Last year, the four big banks – Bank of America, Wells Fargo, JPMorgan Chase, and Citigroup – occupied the #2, #3, #4, and #7 spots on the Top 20 list of our share buyback queens. Now they’re gone from the list, having been told by regulators to stop share buybacks to preserve capital to absorb the coming losses from the Crisis.
Big Tech and, ironically, Warren Buffett dominate the list. Apple retains its top spot with $17.6 billion in share buybacks in Q3, bringing the 12-month total to $76 billion.
Yes, Apple has one of the most solid balance sheets of Corporate America, but it’s $25 billion less solid than it was a year ago. Over the 12-month period when Apple bought back $76 billion of its own shares, its cash and short-term investments dropped by $10 billion (to $90 billion); its short and long-term debt rose by $14 billion (to $122 billion); and its shareholder “equity” – the difference between its assets and its liabilities – plunged by $25 billion (to $65 billion). That’s what share buybacks do; they hollow out the balance sheet, even the strongest balance sheet.
The scheme is top-heavy.
The top 10 share-buyback queens bought back $65.6 billion of their own shares in Q3, accounting for 64% of total share buybacks, up from 39% a year ago.

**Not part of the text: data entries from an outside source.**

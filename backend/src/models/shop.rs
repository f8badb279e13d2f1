use crate::error::AppError;
use crate::models::review::ReviewWithAuthor;
use coffee_guide_shared::types::{ShopCategory, ShopSort};
use serde::{Deserialize, Serialize};
use sqlx::types::Json;
use sqlx::{FromRow, SqlitePool};

const SHOP_COLUMNS: &str = "id, slug, name, description, address, phone, category, specialty, \
     latitude, longitude, avg_rating, total_reviews, images, features, opening_hours, \
     is_active, created_at";

#[derive(Debug, Clone, FromRow, Serialize, Deserialize)]
pub struct CoffeeShop {
    pub id: i64,
    pub slug: String,
    pub name: String,
    pub description: String,
    pub address: String,
    pub phone: Option<String>,
    pub category: ShopCategory,
    pub specialty: Option<String>,
    pub latitude: f64,
    pub longitude: f64,
    pub avg_rating: f64,
    pub total_reviews: i64,
    pub images: Json<Vec<String>>,
    pub features: Json<Vec<String>>,
    pub opening_hours: Json<serde_json::Value>,
    pub is_active: bool,
    pub created_at: String,
}

/// A shop plus its most recent reviews, serialized flat the way the
/// detail endpoint reports it.
#[derive(Debug, Serialize)]
pub struct ShopDetail {
    #[serde(flatten)]
    pub shop: CoffeeShop,
    pub reviews: Vec<ReviewWithAuthor>,
}

impl CoffeeShop {
    /// List active shops, optionally filtered by category, in the given order.
    pub async fn find_active(
        pool: &SqlitePool,
        category: Option<ShopCategory>,
        sort: ShopSort,
    ) -> Result<Vec<Self>, AppError> {
        let mut query = format!(
            "SELECT {} FROM coffee_shops WHERE is_active = 1",
            SHOP_COLUMNS
        );

        if category.is_some() {
            query.push_str(" AND category = ?");
        }

        let sort_clause = match sort {
            ShopSort::Rating => " ORDER BY avg_rating DESC, total_reviews DESC",
            ShopSort::Reviews => " ORDER BY total_reviews DESC",
            ShopSort::Name => " ORDER BY name ASC",
        };
        query.push_str(sort_clause);

        let mut shops = sqlx::query_as::<_, CoffeeShop>(&query);
        if let Some(category) = category {
            shops = shops.bind(category);
        }

        Ok(shops.fetch_all(pool).await?)
    }

    /// Find an active shop by its slug.
    pub async fn find_by_slug(pool: &SqlitePool, slug: &str) -> Result<Option<Self>, AppError> {
        let shop = sqlx::query_as::<_, CoffeeShop>(&format!(
            "SELECT {} FROM coffee_shops WHERE slug = ? AND is_active = 1",
            SHOP_COLUMNS
        ))
        .bind(slug)
        .fetch_optional(pool)
        .await?;

        Ok(shop)
    }
}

The top 20 share-buyback queens bought $78.7 billion of their own shares, accounting for 77% of total S&P 500 share buybacks. According to S&P Dow Jones Indices, historically on average, the top 20 account for 46% of total share buybacks. Everything nowadays concentrates at the top.
Number 2 on the list, Berkshire Hathaway, entered into this game in 2019 after pooh-poohing it for years. In Q3 it bought back $9.0 billion of its own shares, up from $5.0 billion for Q2; for the 12-month period, it plowed $17.8 billion into buying its own shares:
|Top 20 Share Buybacks, in Billion $|
|Q3 2020||12 months|
|12||Procter & Gamble||[PG]||2.0||6.4|
It’s all about Financial Engineering. When a company buys back its own shares, it pays cash for the shares. But the shares usually get canceled and are gone. As far as the company is concerned, the cash is gone too; someone else has it now. And “stockholder equity” – the difference between assets and liabilities, reflecting the company’s equity capital – drops by that amount.

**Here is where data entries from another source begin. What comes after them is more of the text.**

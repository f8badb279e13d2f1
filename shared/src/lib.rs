//! Shared types for the Larnaca coffee guide workspace.
//!
//! Everything the backend exposes over the wire lives here: domain enums,
//! request/response DTOs, and the constants that define the booking window.

pub mod constants;
pub mod dto;
pub mod types;
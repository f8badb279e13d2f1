use crate::constants;
use crate::types::BookingStatus;
use serde::{Deserialize, Serialize};
use validator::{Validate, ValidationError};

// Booking DTOs
#[derive(Debug, Clone, Serialize, Deserialize, Validate)]
#[serde(rename_all = "camelCase")]
pub struct CreateBookingRequest {
    pub shop_id: i64,

    #[validate(length(min = 1, max = 255))]
    pub user_name: String,

    #[validate(email)]
    pub user_email: String,

    #[validate(length(min = 1, max = 50))]
    pub user_phone: String,

    #[validate(custom = "validate_calendar_date")]
    pub date: String,

    #[validate(custom = "validate_booking_slot")]
    pub time: String,

    #[validate(range(min = 1))]
    pub party_size: i64,

    #[validate(length(max = 2000))]
    pub special_requests: Option<String>,
}

#[derive(Debug, Serialize, Deserialize)]
#[serde(rename_all = "camelCase")]
pub struct BookingConfirmation {
    pub booking_id: i64,
    pub confirmation_code: String,
    pub status: BookingStatus,
}

#[derive(Debug, Clone, PartialEq, Serialize, Deserialize)]
pub struct SlotAvailability {
    pub time: String,
    pub available: bool,
    pub remaining: i64,
}

// Review DTOs
#[derive(Debug, Clone, Serialize, Deserialize, Validate)]
#[serde(rename_all = "camelCase")]
pub struct CreateReviewRequest {
    pub shop_id: i64,

    pub user_id: i64,

    #[validate(range(min = 1, max = 5, message = "Rating must be between 1 and 5"))]
    pub rating: i64,

    #[validate(length(max = 255))]
    pub title: Option<String>,

    #[validate(length(min = 1, max = 5000))]
    pub comment: String,

    #[validate(custom = "validate_calendar_date")]
    pub visit_date: Option<String>,
}

#[derive(Debug, Serialize, Deserialize)]
#[serde(rename_all = "camelCase")]
pub struct ReviewCreated {
    pub review_id: i64,
}

/// Accepts `YYYY-MM-DD` and nothing else.
pub fn validate_calendar_date(value: &str) -> Result<(), ValidationError> {
    match chrono::NaiveDate::parse_from_str(value, constants::DATE_FORMAT) {
        Ok(_) => Ok(()),
        Err(_) => {
            let mut err = ValidationError::new("calendar_date");
            err.message = Some("Date must be in YYYY-MM-DD format".into());
            Err(err)
        }
    }
}

/// Accepts only the bookable half-hour slots.
pub fn validate_booking_slot(value: &str) -> Result<(), ValidationError> {
    if constants::is_booking_slot(value) {
        Ok(())
    } else {
        let mut err = ValidationError::new("booking_slot");
        err.message = Some("Time must be a half-hour slot between 08:00 and 18:00".into());
        Err(err)
    }
}
use crate::error::AppError;
use crate::services::shop_service::ShopService;
use actix_web::{web, HttpResponse, Result};
use serde_json::json;

/// Published owner interviews in editorial order.
pub async fn list_interviews(
    shop_service: web::Data<ShopService>,
) -> Result<HttpResponse, AppError> {
    let interviews = shop_service.published_interviews().await?;

    Ok(HttpResponse::Ok().json(json!({
        "success": true,
        "data": interviews,
    })))
}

That’s not a huge problem for a cash-flow rich company, such as Apple. But it’s a potentially mortal problem for many companies when they encounter rough water.
Share buybacks lower the share count, and so earnings are divided by fewer shares, to produce higher earnings per share (EPS) and a lower P/E ratio, and thereby hopefully a higher share price, without actually having to sell more or earn more.
There is an opposite to share buybacks: Issuing new shares to raise cash. This strengthens a company’s capital position, but dilutes shareholders and earnings per share. Young companies do this routinely after their IPO, but for a big mature company, it’s generally anathema – except for Tesla, whose CEO walks on water.
For example: The airlines, after buying back their shares at very high prices (the big four airlines bought back $44 billion of their shares between 2012 and early 2020) to drive prices up, entered this crisis in a precarious position. And to raise cash and survive, they not only issued tens of billions of dollars in new debt, but they also sold new shares, but at far lower prices. Buy high, sell low.
They were lucky they could sell new shares – thanks to the blistering rally the Fed created in the market. Normal markets are very unforgiving when teetering companies whose share price has been cut to a few bucks try to sell more shares to survive.